After that, the APS told Posey that segregating classrooms was neither a practice of the district nor condoned and that the principal would have to stop. Posey told Jones that her daughter still attends Mary Lin Elementary and Briscoe is still overseeing the school.

BLACK MOTHER FILES COMPLAINT AGAINST ATLANTA ELEMENTARY SCHOOL FOR RACIAL SEGREGATION: 'DISBELIEF'

The mother explained that Black students were put in two classes with two different teachers, while White students were put in six classes with six different teachers. Posey also recorded a conversation with an assistant principal, who confirmed it was Briscoe’s decision to implement the segregated classes. 

The practice prompted Posey to file a federal discrimination complaint against the school with the U.S. Department of Education’s Office of Civil Rights.

Posey added that she wants the principal and her administration removed. 

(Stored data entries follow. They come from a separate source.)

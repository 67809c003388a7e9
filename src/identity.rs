use crate::errors::AgentError;
use serde::Deserialize;
use std::time::Duration;

const IMDS_BASE_URL: &str = "http://169.254.169.254";
const TOKEN_PATH: &str = "/latest/api/token";
const IDENTITY_DOCUMENT_PATH: &str = "/latest/dynamic/instance-identity/document";
const TOKEN_TTL_HEADER: &str = "X-aws-ec2-metadata-token-ttl-seconds";
const TOKEN_HEADER: &str = "X-aws-ec2-metadata-token";
const TOKEN_TTL_SECONDS: &str = "21600";

/// Identity attributes of the host instance, as reported by the instance
/// metadata service.
#[derive(Debug, Clone)]
pub struct InstanceIdentity {
    pub region: String,
    pub instance_id: Option<String>,
    pub image_id: Option<String>,
    pub instance_type: Option<String>,
}

impl InstanceIdentity {
    /// Fixed stand-in identity for dry runs, which never touch the
    /// metadata service. The values are obviously fake on sight.
    pub fn placeholder() -> Self {
        Self {
            region: "us-east-1".to_string(),
            instance_id: None,
            image_id: Some("i-fakefakefake".to_string()),
            instance_type: Some("r3.fake".to_string()),
        }
    }
}

/// The subset of the instance identity document this agent reads.
#[derive(Debug, Deserialize)]
#[serde(rename_all = "camelCase")]
struct IdentityDocument {
    region: String,
    instance_id: Option<String>,
    image_id: Option<String>,
    instance_type: Option<String>,
}

/// Client for the EC2 instance metadata service.
pub struct ImdsResolver {
    http: reqwest::Client,
    base_url: String,
}

impl ImdsResolver {
    pub fn new() -> Result<Self, AgentError> {
        Self::with_base_url(IMDS_BASE_URL.to_string())
    }

    /// Point the resolver at a different endpoint. Tests use this to talk
    /// to a local mock server.
    pub fn with_base_url(base_url: String) -> Result<Self, AgentError> {
        // Short connect timeout so a non-EC2 host fails fast instead of
        // hanging on the link-local address.
        let http = reqwest::Client::builder()
            .connect_timeout(Duration::from_secs(1))
            .timeout(Duration::from_secs(5))
            .build()
            .map_err(|e| AgentError::Imds { source: e })?;
        Ok(Self { http, base_url })
    }

    /// Fetch the instance identity document and extract the attributes.
    ///
    /// Tries the IMDSv2 token handshake first and silently falls back to
    /// v1 when the token endpoint is unavailable.
    pub async fn resolve(&self) -> Result<InstanceIdentity, AgentError> {
        let token = self.fetch_token().await;

        let mut request = self
            .http
            .get(format!("{}{}", self.base_url, IDENTITY_DOCUMENT_PATH));
        if let Some(token) = &token {
            request = request.header(TOKEN_HEADER, token);
        }

        let response = request
            .send()
            .await
            .and_then(|r| r.error_for_status())
            .map_err(|e| AgentError::Imds { source: e })?;
        let body = response
            .text()
            .await
            .map_err(|e| AgentError::Imds { source: e })?;

        parse_identity_document(&body)
    }

    async fn fetch_token(&self) -> Option<String> {
        let response = self
            .http
            .put(format!("{}{}", self.base_url, TOKEN_PATH))
            .header(TOKEN_TTL_HEADER, TOKEN_TTL_SECONDS)
            .send()
            .await
            .ok()?;
        if !response.status().is_success() {
            return None;
        }
        response.text().await.ok()
    }
}

fn parse_identity_document(body: &str) -> Result<InstanceIdentity, AgentError> {
    let doc: IdentityDocument =
        serde_json::from_str(body).map_err(|e| AgentError::IdentityDocument { source: e })?;
    Ok(InstanceIdentity {
        region: doc.region,
        instance_id: doc.instance_id,
        image_id: doc.image_id,
        instance_type: doc.instance_type,
    })
}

The Atlanta Public Schools said it conducted and wrapped up an investigation into the concerns about segregation, adding that "appropriate actions" were taken in the matter. But for Posey, that is not enough

"We want those practices ended," Sharese Shields, Posey’s lawyer, told Jones. "It’s a violation of the Civil Rights Act of 1964 Section 6 to treat one race of students differently than another group of students. And so we are asking for the practice to cease."

Shields also said that APS "revealed that they have not taken any action" and did not specify "what action they are taking to ensure it doesn't happen in the future."

"What's troubling about what [Briscoe] did is that she made a unilateral decision," Shields said.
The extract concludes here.